#### Supplied material ####

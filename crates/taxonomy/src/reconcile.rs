//! Reconciliation of live labels against the archive.
//!
//! A single greedy pass in archive declaration order. Each live label can be
//! consumed by at most one canonical label, and each canonical label matches
//! at most one live label; both sides are tracked with explicit consumed
//! flags rather than by removing elements mid-scan.

use crate::archive::LabelArchive;
use crate::label::Label;
use crate::live::LiveLabel;

/// Outcome of one reconciliation pass. Built fresh each run, never persisted.
#[derive(Debug)]
pub struct Reconciliation<'a> {
    /// Canonical labels with no live counterpart: create instructions.
    pub missing: Vec<&'a Label>,
    /// Live labels recognized by alias but drifted in name, description or
    /// color, paired with their canonical definition: update instructions.
    pub outdated: Vec<(LiveLabel, &'a Label)>,
}

impl Reconciliation<'_> {
    /// True when the live set already mirrors the archive.
    #[must_use]
    pub fn is_settled(&self) -> bool {
        self.missing.is_empty() && self.outdated.is_empty()
    }
}

/// Diffs the repository's live labels against the archive.
///
/// Matching is case-insensitive substring search of each alias inside the
/// live label name, canonical labels in archive order, aliases in declared
/// order. The first hit settles the canonical label; ties are resolved purely
/// by that deterministic order.
#[must_use]
pub fn diff<'a>(archive: &'a LabelArchive, live: &[LiveLabel]) -> Reconciliation<'a> {
    let lowered: Vec<String> = live.iter().map(|label| label.name.to_lowercase()).collect();
    let mut consumed = vec![false; live.len()];
    let mut missing = Vec::new();
    let mut outdated = Vec::new();

    for label in archive.all_labels() {
        let mut matched = false;

        'aliases: for alias in label.aliases() {
            for (index, name) in lowered.iter().enumerate() {
                if consumed[index] || !name.contains(alias.as_str()) {
                    continue;
                }
                consumed[index] = true;
                matched = true;
                if !label.matches_live(&live[index]) {
                    outdated.push((live[index].clone(), label));
                }
                break 'aliases;
            }
        }

        if !matched {
            missing.push(label);
        }
    }

    Reconciliation { missing, outdated }
}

####

Your assignment
Pull from the data each line where the string "aliases" turns up.

Solution to this exercise
/// live label name, canonical labels in archive order, aliases in declared
        'aliases: for alias in label.aliases() {
                break 'aliases;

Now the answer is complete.